Investors have traditionally believed that it is companies controlled by private promoters that are most prone to mismanagement and poor governance. But events unfolding at the government-backed Power Trading Corporation (PTC) and its subsidiary PTC India Financial Services (PFS) have shown that State backing and dispersed institutional holdings are no proof against slipshod governance.

In the past year, PFS has been embroiled in one controversy after another — with its independent directors (IDs) quitting en masse citing governance failures, SEBI hauling up the company for non-compliance with its LODR (Listing and Disclosure Obligation Regulations) and a forensic audit flagging possible evergreening of loans. This has resulted in significant curbs on its lending operations, impacting the parent as well. But if one thought the PFS case was the exception, a recently published CAG (Comptroller and Auditor General of India) compliance audit of PSUs suggests that lax governance is a pervasive problem.  
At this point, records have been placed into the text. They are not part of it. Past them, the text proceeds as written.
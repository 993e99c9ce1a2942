//! `dm-matrix` - Dense row-major matrices with pluggable multiplication
//! strategies and allocation accounting.
//!
//! This crate provides:
//! - A `Matrix` type whose storage comes from a `TrackingAllocator`
//! - A `MultiplyStrategy` trait with naive, tiled and GEMM-backed strategies
//! - A `Gemm` seam for swapping the optimized matmul routine
//! - Process-wide allocation counters (`bytes`, `allocated`, `deallocated`)
//!
//! ```
//! use dm_matrix::{multiply_naive, multiply_tile, Matrix};
//!
//! let a = Matrix::from_rows(&[&[1.0, 2.0], &[3.0, 4.0]])?;
//! let b = Matrix::from_rows(&[&[5.0, 6.0], &[7.0, 8.0]])?;
//! let c = multiply_naive(&a, &b)?;
//! assert_eq!(c, multiply_tile(&a, &b, 1)?);
//! assert_eq!(c.to_string(), "[ 19 22\n 43 50 ]");
//! # Ok::<(), dm_matrix::MatrixError>(())
//! ```

pub mod alloc;
pub mod backend;
pub mod config;
pub mod cpu;
pub mod error;
pub mod gemm;
pub mod matrix;
pub mod profile;
pub mod shape;

// Re-export primary types at the crate root for convenience.
pub use alloc::{
    allocated, bytes, deallocated, ByteCounter, CounterSnapshot, TrackedBuffer, TrackingAllocator,
};
pub use backend::{check_matmul_shapes, MultiplyStrategy};
pub use config::{StrategyKind, DEFAULT_TILE_SIZE};
pub use cpu::{multiply_naive, multiply_tile, Naive, Tiled};
pub use error::{MatrixError, Result};
pub use gemm::{multiply_fast, FaerGemm, Fast, Gemm, ReferenceGemm};
pub use matrix::Matrix;
pub use profile::{flop_count, profile, Profile};
pub use shape::Shape;
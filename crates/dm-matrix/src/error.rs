use thiserror::Error;

#[derive(Error, Debug, Clone, PartialEq, Eq)]
pub enum MatrixError {
    #[error("matmul dimension mismatch: [{m}x{k}] @ [{k2}x{n}]")]
    MatmulMismatch {
        m: usize,
        k: usize,
        k2: usize,
        n: usize,
    },
    #[error("failed to allocate {elements} elements of {elem_size} bytes")]
    Allocation { elements: usize, elem_size: usize },
    #[error("index ({row}, {col}) out of range for {rows}x{cols} matrix")]
    IndexOutOfRange {
        row: usize,
        col: usize,
        rows: usize,
        cols: usize,
    },
    #[error("data length mismatch: expected {expected} elements, got {got}")]
    DataLength { expected: usize, got: usize },
    #[error("unknown multiply strategy: {0}")]
    UnknownStrategy(String),
}

pub type Result<T> = std::result::Result<T, MatrixError>;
CAG’s review of 72 listed PSUs, to assess if they followed corporate governance rules laid down by the Companies Act, SEBI and Department of Public Enterprises, showed wide-ranging violations which would have certainly created a furore at private sector companies. As many as 59 of the 72 PSUs did not have the required number of IDs on their Boards, with giants like NMDC, Bharat Dynamics, IRCTC, REC and Coal India failing to appoint even a single ID. Thirty-two PSUs including some big names like ONGC, IOC, SAIL, NMDC, Coal India and Bharat Electronics did not have the required number of non-executive directors on their Boards. SEBI regulations require a minimum Board strength of six directors, but 15 PSUs failed to fulfil even this. Where PSUs did have IDs, the latter had a poor track record of attending meetings. Indian regulations rely on the audit committee to approve CFO appointments, review internal controls and related party deals, and address auditor comments on the company’s financials. But three PSUs had not even constituted an audit committee, 31 failed to staff it with a sufficient number of IDs, and a dozen saw audit committees not performing their role. Listed central PSUs openly flouting the governance rules put in place by SEBI and the Corporate Affairs Ministry certainly set a poor example for private companies.

Such instances of poor governance buttress the entrenched perception that PSU stocks can never be great wealth creators. If disinvestment offers often require bailouts and listed PSUs struggle to match the valuation of their private peers, it is mainly due to the investor perception that PSUs are subject to government intervention in their commercial decisions. If the Centre is keen to unlock dormant value in PSUs, the first step would be to empower them with credible and autonomous Boards that uphold governance rules and put minority shareholders at the centre of their decisions.